Un projet de centre de jour pour sans-abri sur le Plateau-Mont-Royal se heurte à une résistance des citoyens et des commerçants du coin, qui craignent une présence gênante dans le quartier et l’apparition soudaine d’une série de problèmes. Mais le syndrome du « pas dans ma cour » est contraire à toute politique d’action en itinérance, dont l’un des buts premiers est de favoriser la cohabitation sociale.

Ils ont fait vibrer leurs inquiétudes au micro du conseil d’arrondissement du Plateau-Mont-Royal, à Montréal, en début de semaine dernière. Commerçants de l’avenue du Parc, résidents des environs, porteurs d’un refrain connu : bravo pour ce merveilleux projet de soutien aux clientèles vulnérables, mais… pourquoi chez nous ?

La relocalisation du centre de jour pour itinérants La porte ouverte (The Open Door) de Westmount aux limites du Plateau nourrit les craintes des occupants du secteur. Avec l’arrivée prévue d’une ou deux centaines de sans-abri fréquentant le sous-sol de l’église Notre-Dame-de-la-Salette, en septembre, ils ont peur de soudainement se retrouver en paysage méconnu : hausse de la criminalité, problèmes de violence et d’abus de substances, salubrité menacée, vols à l’étalage, etc. Les itinérants sont déjà nombreux à errer dans les environs, disent-ils, n’en rajoutez pas, la cour est pleine.

On ne peut reprocher à ces citoyens une bouffée d’inconfort devant l’inconnu et un brin d’inquiétude pour leur espace civique. Mais ne se fourvoient-ils pas en imaginant le pire ? C’est peut-être précisément le mieux qui les attend au détour, car la clientèle qu’ils redoutent est déjà installée dans le quartier, mais sans soutien.
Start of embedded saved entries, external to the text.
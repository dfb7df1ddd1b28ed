//! Security-group layering and least-privilege properties.

use insta::assert_snapshot;

use super::*;
use crate::graph::NodeId;
use crate::synth::security::{
    deploy_policy, deploy_trust_policy, execution_policy, pull_policy,
    registry_access_policy, registry_trust_policy, task_trust_policy, workload_rules,
};
use crate::types::{Direction, ResourceKind};

const LOG_ARN: &str = "arn:aws:logs:us-east-1:123456789012:log-group:/ecs/acme:*";

#[test]
fn test_workload_ingress_is_sourced_from_the_balancer_group_only() {
    let lb_sg = NodeId::from_index(4);
    let rules = workload_rules(3000, Some(lb_sg));

    let ingress: Vec<_> = rules
        .iter()
        .filter(|r| r.direction == Direction::Ingress)
        .collect();
    assert_eq!(ingress.len(), 1);
    assert_eq!(ingress[0].port_range, (3000, 3000));
    assert_eq!(ingress[0].source_group(), Some(lb_sg));
}

#[test]
fn test_synthesized_workload_group_has_no_cidr_ingress() {
    let stack = acme_stack();
    let service_sg = stack
        .graph
        .find(ResourceKind::SecurityGroup, "acme-service-sg")
        .unwrap();

    let ingress = serde_json::to_value(&stack.graph.get(service_sg).attrs["ingress"]).unwrap();
    for rule in ingress.as_array().unwrap() {
        assert!(
            rule.get("cidr_blocks").is_none(),
            "public ingress on the workload group: {rule}"
        );
        assert!(rule.get("source_security_group_id").is_some());
    }
}

#[test]
fn test_compute_workload_ingress_falls_open_without_a_balancer() {
    // No load-balancer tier means no group to source from; the container
    // port opens to the world in the compute topology only.
    let rules = workload_rules(3000, None);
    let ingress: Vec<_> = rules
        .iter()
        .filter(|r| r.direction == Direction::Ingress)
        .collect();
    assert_eq!(ingress.len(), 1);
    assert!(ingress[0].source_group().is_none());

    let stack = synthesize(&config_for("acme", "compute"), &facts()).unwrap();
    let service_sg = stack
        .graph
        .find(ResourceKind::SecurityGroup, "acme-service-sg")
        .unwrap();
    let ingress = serde_json::to_value(&stack.graph.get(service_sg).attrs["ingress"]).unwrap();
    let rules = ingress.as_array().unwrap();
    assert_eq!(rules.len(), 1);
    assert_eq!(rules[0]["from_port"], 3000);
    assert_eq!(rules[0]["to_port"], 3000);
    assert_eq!(rules[0]["cidr_blocks"][0], "0.0.0.0/0");
    assert!(rules[0].get("source_security_group_id").is_none());
}

#[test]
fn test_balancer_group_admits_the_public_web_ports() {
    let stack = acme_stack();
    let lb_sg = stack
        .graph
        .find(ResourceKind::SecurityGroup, "acme-alb-sg")
        .unwrap();

    let ingress = serde_json::to_value(&stack.graph.get(lb_sg).attrs["ingress"]).unwrap();
    let ports: Vec<i64> = ingress
        .as_array()
        .unwrap()
        .iter()
        .map(|rule| {
            assert_eq!(rule["cidr_blocks"][0], "0.0.0.0/0");
            rule["from_port"].as_i64().unwrap()
        })
        .collect();
    assert_eq!(ports, vec![80, 443]);
}

#[test]
fn test_access_role_is_pull_only() {
    let repository = NodeId::from_index(0);
    assert_eq!(
        pull_policy(repository).action_names(),
        vec![
            "ecr:BatchCheckLayerAvailability",
            "ecr:BatchGetImage",
            "ecr:GetDownloadUrlForLayer",
        ]
    );
}

#[test]
fn test_registry_topology_role_also_pushes() {
    let repository = NodeId::from_index(0);
    let actions = registry_access_policy(repository).action_names();
    assert!(actions.contains(&"ecr:PutImage".to_string()));
    assert!(actions.contains(&"ecr:GetAuthorizationToken".to_string()));
    assert!(actions.contains(&"ecr:BatchGetImage".to_string()));
}

#[test]
fn test_execution_role_wildcard_is_limited_to_token_retrieval() {
    let doc = execution_policy(LOG_ARN);
    let json = serde_json::to_value(&doc).unwrap();

    for statement in json["Statement"].as_array().unwrap() {
        if statement["Resource"] == "*" {
            // The only resource-wildcard action is the token call, which has
            // no resource-level permissions at the provider.
            assert_eq!(statement["Action"], "ecr:GetAuthorizationToken");
        } else {
            assert_eq!(statement["Resource"], LOG_ARN);
        }
    }
}

#[test]
fn test_deploy_role_hands_off_exactly_the_two_runtime_roles() {
    let access = "arn:aws:iam::123456789012:role/acme-ecr-role";
    let execution = "arn:aws:iam::123456789012:role/acme-execution-role";
    let doc = deploy_policy(NodeId::from_index(0), access, execution, LOG_ARN);
    let json = serde_json::to_value(&doc).unwrap();

    let pass_role = json["Statement"]
        .as_array()
        .unwrap()
        .iter()
        .find(|s| s["Sid"] == "HandOffRoles")
        .unwrap();
    assert_eq!(pass_role["Action"], "iam:PassRole");
    assert_eq!(
        pass_role["Resource"],
        serde_json::json!([access, execution])
    );
}

#[test]
fn test_trust_policies_pin_the_region() {
    let account = crate::provider::AccountId::new("123456789012").unwrap();
    for doc in [
        task_trust_policy("eu-west-1"),
        registry_trust_policy(&account, "eu-west-1"),
        deploy_trust_policy(&account, "eu-west-1"),
    ] {
        let json = serde_json::to_value(&doc).unwrap();
        for statement in json["Statement"].as_array().unwrap() {
            assert_eq!(statement["Action"], "sts:AssumeRole");
            assert_eq!(
                statement["Condition"]["StringEquals"]["aws:RequestedRegion"],
                "eu-west-1"
            );
        }
    }
}

#[test]
fn test_deploy_trust_restricts_to_the_account_root() {
    let account = crate::provider::AccountId::new("123456789012").unwrap();
    let json = serde_json::to_value(&deploy_trust_policy(&account, "us-east-1")).unwrap();
    assert_eq!(
        json["Statement"][0]["Principal"]["AWS"],
        "arn:aws:iam::123456789012:root"
    );
}

#[test]
fn test_execution_policy_wire_form() {
    let doc = execution_policy(LOG_ARN);
    assert_snapshot!(serde_json::to_string_pretty(&doc).unwrap(), @r#"
    {
      "Statement": [
        {
          "Action": "ecr:GetAuthorizationToken",
          "Effect": "Allow",
          "Resource": "*",
          "Sid": "GetAuthToken"
        },
        {
          "Action": [
            "logs:CreateLogStream",
            "logs:PutLogEvents"
          ],
          "Effect": "Allow",
          "Resource": "arn:aws:logs:us-east-1:123456789012:log-group:/ecs/acme:*",
          "Sid": "WriteLogs"
        }
      ],
      "Version": "2012-10-17"
    }
    "#);
}

#[test]
fn test_role_policies_follow_the_resources_they_reference() {
    let stack = acme_stack();
    let repository = stack
        .graph
        .find(ResourceKind::Registry, "acme-registry")
        .unwrap();
    let policy = stack
        .graph
        .find(ResourceKind::Policy, "acme-ecr-policy")
        .unwrap();
    assert!(stack.graph.get(policy).depends_on.contains(&repository));
}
« Et si vous vous demandiez comment les choses vont s’améliorer au lieu d’empirer ? » a répondu mardi Maeva Vilain, conseillère d’arrondissement du district Jeanne-Mance, qui faisait face au barrage de questions aux côtés du maire Luc Ferrandez. Voilà une réflexion sensée qui se marie parfaitement à la raison précise pour laquelle l’organisme La porte ouverte a choisi ce lieu, aux confins de l’arrondissement Ville-Marie, là où 50 % de la population itinérante de Montréal erre sans toit.

Le plan d’action montréalais en itinérance 2018-2020 a pointé ces environs comme le bassin où l’on retrouve la plus importante présence d’itinérants d’origine inuite, et La porte ouverte connaît très bien ce groupe, qui compose 40 % de sa clientèle. Les Inuits ne représentent que 10 % des autochtones à Montréal, mais ils sont 40 % des itinérants dénombrés en 2015.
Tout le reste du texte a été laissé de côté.